**About this exercise:** Quote each record exactly, please, leaving none out.

Input data: Begin

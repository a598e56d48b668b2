use arrayvec::ArrayVec;
use math_obbtree::OBB;
use crate::NodeIndex;

/// One node of an `ObbTree`. Leaves hold up to `C` element indices.
/// Internal nodes always have two children; `skip` is the number of nodes in the subtree below this one.
#[derive(Clone, Debug, Default)]
#[repr(C, align(32))]
pub struct ObbNode<const C: usize>
{
    pub obb: OBB,
    pub left: NodeIndex,
    pub right: NodeIndex,
    pub parent: NodeIndex,
    pub skip: u32,
    members: ArrayVec<u32, C>,
}
impl<const C: usize> ObbNode<C>
{
    #[inline] #[must_use] pub fn is_leaf(&self) -> bool { self.left.is_none() }
    #[inline] #[must_use] pub fn members(&self) -> &[u32] { &self.members }
    #[inline] #[must_use] pub fn member_count(&self) -> usize { self.members.len() }

    #[inline] #[must_use]
    pub fn member(&self, j: usize) -> u32
    {
        debug_assert!(j < self.members.len(), "Member {j} is out of range (leaf holds {})", self.members.len());
        self.members[j]
    }

    #[inline]
    pub(crate) fn set_members(&mut self, elements: &[u32])
    {
        debug_assert!(elements.len() <= C, "{} elements do not fit in a leaf of {C}", elements.len());
        self.members.clear();
        self.members.extend(elements.iter().copied().take(C));
    }
}
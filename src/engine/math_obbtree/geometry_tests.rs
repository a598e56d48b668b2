#[derive(Clone, Copy, PartialEq, Debug)]
pub enum Intersection
{
    None,
    Overlapping,
    FullyContained,
}
impl Intersection
{
    #[inline] #[must_use]
    pub fn is_any(self) -> bool { !matches!(self, Self::None) }
}

pub trait Intersects<T>
{
    fn get_intersection(&self, other: T) -> Intersection;
}

pub trait IsOnOrInside<T>
{
    fn rhs_is_on_or_inside(&self, other: T) -> bool;
}

// The distance from this object's center to another object's center
pub trait CenterDistance<T>
{
    fn center_distance(&self, other: T) -> f32 { self.center_distance_sq(other).sqrt() }
    fn center_distance_sq(&self, other: T) -> f32;
}
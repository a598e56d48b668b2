use std::collections::TryReserveError;
use std::error::Error;
use std::fmt::{Debug, Display, Formatter};
use crate::app::FatalErrorCode;

#[derive(Debug, Clone, PartialEq, Eq)]
pub enum AllocError
{
    Reserve(TryReserveError),
    CapacityOverflow { requested: usize },
}
impl FatalErrorCode for AllocError
{
    fn error_code(&self) -> u16
    {
        match self
        {
            Self::Reserve(_) => 0,
            Self::CapacityOverflow { .. } => 1,
        }
    }
}
impl Display for AllocError
{
    fn fmt(&self, f: &mut Formatter<'_>) -> std::fmt::Result { Debug::fmt(self, f) }
}
impl Error for AllocError
{
    fn source(&self) -> Option<&(dyn Error + 'static)>
    {
        match self
        {
            Self::Reserve(err) => Some(err),
            Self::CapacityOverflow { .. } => None,
        }
    }
}
impl From<TryReserveError> for AllocError
{
    fn from(err: TryReserveError) -> Self { Self::Reserve(err) }
}

// Grow the backing storage of `vec` to hold exactly `capacity` elements
// Existing elements are moved, never reordered
pub fn reserve_exact_to<T>(vec: &mut Vec<T>, capacity: usize) -> Result<(), AllocError>
{
    if capacity <= vec.capacity()
    {
        return Ok(());
    }
    let additional = capacity - vec.len();
    vec.try_reserve_exact(additional)?;
    Ok(())
}

#[cfg(test)]
mod tests
{
    use super::*;

    #[test]
    fn reserve()
    {
        let mut v: Vec<u64> = vec![1, 2, 3];
        reserve_exact_to(&mut v, 32).unwrap();
        assert!(v.capacity() >= 32);
        assert_eq!(v, [1, 2, 3]);

        // shrinking requests are ignored
        let cap = v.capacity();
        reserve_exact_to(&mut v, 4).unwrap();
        assert_eq!(v.capacity(), cap);
    }

    #[test]
    fn reserve_too_much()
    {
        let mut v: Vec<u64> = Vec::new();
        let err = reserve_exact_to(&mut v, usize::MAX).unwrap_err();
        assert!(matches!(err, AllocError::Reserve(_)));
        assert_eq!(err.error_code(), 0);
        assert!(err.source().is_some());
    }
}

Input data: End

**Expected answer:**
repository a598e56d48b668b2
use arrayvec::ArrayVec;
use math_obbtree::OBB;
use crate::NodeIndex;

/// One node of an `ObbTree`. Leaves hold up to `C` element indices.
/// Internal nodes always have two children; `skip` is the number of nodes in the subtree below this one.
#[derive(Clone, Debug, Default)]
#[repr(C, align(32))]
pub struct ObbNode<const C: usize>
{
    pub obb: OBB,
    pub left: NodeIndex,
    pub right: NodeIndex,
    pub parent: NodeIndex,
    pub skip: u32,
    members: ArrayVec<u32, C>,
}
impl<const C: usize> ObbNode<C>
{
    #[inline] #[must_use] pub fn is_leaf(&self) -> bool { self.left.is_none() }
    #[inline] #[must_use] pub fn members(&self) -> &[u32] { &self.members }
    #[inline] #[must_use] pub fn member_count(&self) -> usize { self.members.len() }

    #[inline] #[must_use]
    pub fn member(&self, j: usize) -> u32
    {
        debug_assert!(j < self.members.len(), "Member {j} is out of range (leaf holds {})", self.members.len());
        self.members[j]
    }

    #[inline]
    pub(crate) fn set_members(&mut self, elements: &[u32])
    {
        debug_assert!(elements.len() <= C, "{} elements do not fit in a leaf of {C}", elements.len());
        self.members.clear();
        self.members.extend(elements.iter().copied().take(C));
    }
}
filename src/engine/math_obbtree/geometry_tests.rs
repository a598e56d48b668b2
#[derive(Clone, Copy, PartialEq, Debug)]
pub enum Intersection
{
    None,
    Overlapping,
    FullyContained,
}
impl Intersection
{
    #[inline] #[must_use]
    pub fn is_any(self) -> bool { !matches!(self, Self::None) }
}

pub trait Intersects<T>
{
    fn get_intersection(&self, other: T) -> Intersection;
}

pub trait IsOnOrInside<T>
{
    fn rhs_is_on_or_inside(&self, other: T) -> bool;
}

// The distance from this object's center to another object's center
pub trait CenterDistance<T>
{
    fn center_distance(&self, other: T) -> f32 { self.center_distance_sq(other).sqrt() }
    fn center_distance_sq(&self, other: T) -> f32;
}
repository a598e56d48b668b2
use std::collections::TryReserveError;
use std::error::Error;
use std::fmt::{Debug, Display, Formatter};
use crate::app::FatalErrorCode;

#[derive(Debug, Clone, PartialEq, Eq)]
pub enum AllocError
{
    Reserve(TryReserveError),
    CapacityOverflow { requested: usize },
}
impl FatalErrorCode for AllocError
{
    fn error_code(&self) -> u16
    {
        match self
        {
            Self::Reserve(_) => 0,
            Self::CapacityOverflow { .. } => 1,
        }
    }
}
impl Display for AllocError
{
    fn fmt(&self, f: &mut Formatter<'_>) -> std::fmt::Result { Debug::fmt(self, f) }
}
impl Error for AllocError
{
    fn source(&self) -> Option<&(dyn Error + 'static)>
    {
        match self
        {
            Self::Reserve(err) => Some(err),
            Self::CapacityOverflow { .. } => None,
        }
    }
}
impl From<TryReserveError> for AllocError
{
    fn from(err: TryReserveError) -> Self { Self::Reserve(err) }
}

// Grow the backing storage of `vec` to hold exactly `capacity` elements
// Existing elements are moved, never reordered
pub fn reserve_exact_to<T>(vec: &mut Vec<T>, capacity: usize) -> Result<(), AllocError>
{
    if capacity <= vec.capacity()
    {
        return Ok(());
    }
    let additional = capacity - vec.len();
    vec.try_reserve_exact(additional)?;
    Ok(())
}

#[cfg(test)]
mod tests
{
    use super::*;

    #[test]
    fn reserve()
    {
        let mut v: Vec<u64> = vec![1, 2, 3];
        reserve_exact_to(&mut v, 32).unwrap();
        assert!(v.capacity() >= 32);
        assert_eq!(v, [1, 2, 3]);

        // shrinking requests are ignored
        let cap = v.capacity();
        reserve_exact_to(&mut v, 4).unwrap();
        assert_eq!(v.capacity(), cap);
    }

    #[test]
    fn reserve_too_much()
    {
        let mut v: Vec<u64> = Vec::new();
        let err = reserve_exact_to(&mut v, usize::MAX).unwrap_err();
        assert!(matches!(err, AllocError::Reserve(_)));
        assert_eq!(err.error_code(), 0);
        assert!(err.source().is_some());
    }
}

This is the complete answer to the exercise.